***** WORKING DATA

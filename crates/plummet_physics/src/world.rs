//! Race world and per-tick simulation

use rand::rngs::StdRng;
use rand::SeedableRng;

use crate::body::Body;
use crate::collision;
use crate::obstacle::Obstacle;
use crate::stuck::{self, StuckConfig, StuckTracker};

/// Tunables for the race simulation
#[derive(Clone, Debug)]
pub struct RaceConfig {
    /// Gravity acceleration magnitude (pulls -Y)
    pub gravity: f32,
    /// Bounce energy retention for reflected velocity
    pub restitution: f32,
    /// Horizontal damping applied on platform landings
    pub friction: f32,
    /// Hard cap on speed magnitude
    pub max_velocity: f32,
    /// Pull toward a platform's gap center after a landing
    pub gap_seek_force: f32,
    /// Lateral half-extent of the play volume
    pub half_width: f32,
    /// Depth half-extent of the play volume
    pub half_depth: f32,
    /// Bodies below this Y are finished
    pub finish_y: f32,
    /// Upper bound on a single integration step
    pub max_dt: f32,
    /// Stuck-recovery tunables
    pub stuck: StuckConfig,
}

impl Default for RaceConfig {
    fn default() -> Self {
        Self {
            gravity: 9.8,
            restitution: 0.5,
            friction: 0.8,
            max_velocity: 15.0,
            gap_seek_force: 2.0,
            half_width: 6.0,
            half_depth: 2.0,
            finish_y: 0.0,
            max_dt: 0.05,
            stuck: StuckConfig::default(),
        }
    }
}

/// The race world: obstacle catalog, body roster, and per-body stuck
/// trackers in a parallel array
///
/// Bodies are indexed by their roster position, which is stable for
/// the lifetime of a race: bodies are never removed, only flagged
/// finished.
pub struct RaceWorld {
    /// Simulation configuration
    pub config: RaceConfig,
    obstacles: Vec<Obstacle>,
    bodies: Vec<Body>,
    trackers: Vec<StuckTracker>,
    elapsed: f32,
    rng: StdRng,
}

impl RaceWorld {
    /// Create a world seeded from OS entropy
    pub fn new(config: RaceConfig) -> Self {
        Self::from_rng(config, StdRng::from_entropy())
    }

    /// Create a world with a fixed seed, for reproducible runs
    pub fn with_seed(config: RaceConfig, seed: u64) -> Self {
        Self::from_rng(config, StdRng::seed_from_u64(seed))
    }

    fn from_rng(config: RaceConfig, rng: StdRng) -> Self {
        Self {
            config,
            obstacles: Vec::new(),
            bodies: Vec::new(),
            trackers: Vec::new(),
            elapsed: 0.0,
            rng,
        }
    }

    /// Append an obstacle to the catalog
    ///
    /// Catalog order is collision order: within a tick, a later
    /// obstacle's correction can overwrite an earlier one's.
    pub fn add_obstacle(&mut self, obstacle: Obstacle) {
        self.obstacles.push(obstacle);
    }

    /// Immutable view of the obstacle catalog
    pub fn obstacles(&self) -> &[Obstacle] {
        &self.obstacles
    }

    /// Add a body to the roster and return its index
    pub fn add_body(&mut self, body: Body) -> usize {
        self.trackers.push(StuckTracker::new(body.position));
        self.bodies.push(body);
        self.bodies.len() - 1
    }

    /// Get a body by roster index
    pub fn body(&self, index: usize) -> Option<&Body> {
        self.bodies.get(index)
    }

    /// Get a mutable body by roster index
    pub fn body_mut(&mut self, index: usize) -> Option<&mut Body> {
        self.bodies.get_mut(index)
    }

    /// Immutable view of the roster
    pub fn bodies(&self) -> &[Body] {
        &self.bodies
    }

    /// Number of bodies in the roster
    pub fn body_count(&self) -> usize {
        self.bodies.len()
    }

    /// Whether every body has finished
    pub fn all_finished(&self) -> bool {
        self.bodies.iter().all(|b| b.finished)
    }

    /// Accumulated simulation time in seconds
    pub fn elapsed(&self) -> f32 {
        self.elapsed
    }

    /// Accumulated stuck seconds for a body, for debug display
    pub fn stuck_duration(&self, index: usize) -> Option<f32> {
        self.trackers.get(index).map(|t| t.stuck_duration())
    }

    /// Advance the simulation by one tick
    ///
    /// `dt` is the (possibly slow-motion-scaled) simulation delta and
    /// drives integration and collision response; `raw_dt` is the
    /// unscaled frame delta and drives only the stuck trackers.
    ///
    /// For every body that crosses the finish threshold during this
    /// call, `on_finish` is invoked exactly once, synchronously, in
    /// roster order, after all other processing for that body; the
    /// callback is expected to assign the finish rank.
    ///
    /// Per active body: gravity, Euler integration, obstacle
    /// collisions in catalog order, then (across the roster) body-body
    /// collisions, then boundary clamp, velocity cap, stuck check and
    /// finish check. Finished bodies are skipped everywhere.
    pub fn step<F>(&mut self, dt: f32, raw_dt: f32, slow_motion: bool, mut on_finish: F)
    where
        F: FnMut(usize, &mut Body),
    {
        // A single Euler sub-step tunnels through thin geometry at
        // large deltas, so the step is clamped rather than subdivided
        let dt = dt.min(self.config.max_dt);
        self.elapsed += dt;

        let count = self.bodies.len();

        // Phase 1: gravity, integration, obstacle collisions
        for body in &mut self.bodies {
            if body.finished {
                continue;
            }

            body.velocity.y -= self.config.gravity * dt;
            body.position += body.velocity * dt;

            for obstacle in &mut self.obstacles {
                collision::resolve_obstacle(body, obstacle, self.elapsed, &self.config, &mut self.rng);
            }
        }

        // Phase 2: body-body collisions, all pairs in roster order
        for i in 0..count {
            if self.bodies[i].finished {
                continue;
            }
            for j in (i + 1)..count {
                if self.bodies[j].finished {
                    continue;
                }
                let (head, tail) = self.bodies.split_at_mut(j);
                collision::resolve_body_pair(&mut head[i], &mut tail[0], self.config.restitution);
            }
        }

        // Phase 3: containment, governor, stuck recovery, finish
        for i in 0..count {
            let body = &mut self.bodies[i];
            if body.finished {
                continue;
            }

            collision::contain_in_bounds(body, &self.config);
            collision::govern_velocity(body, &self.config);

            if let Some(action) = self.trackers[i].observe(body.position, raw_dt, slow_motion, &self.config.stuck) {
                log::debug!("body {i} stalled, applying {action:?} nudge");
                stuck::apply_nudge(body, action, &mut self.rng);
            }

            if body.position.y < self.config.finish_y {
                body.mark_finished(self.elapsed);
                log::info!("body {i} finished at {:.2}s", self.elapsed);
                on_finish(i, body);
            }
        }
    }
}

**********

• **DESCRIPTION OF THE TASK**
Starting from the records above, copy each line where the string "head" is found.

• **SOLUTION TO THIS PROBLEM**
                let (head, tail) = self.bodies.split_at_mut(j);
                collision::resolve_body_pair(&mut head[i], &mut tail[0], self.config.restitution);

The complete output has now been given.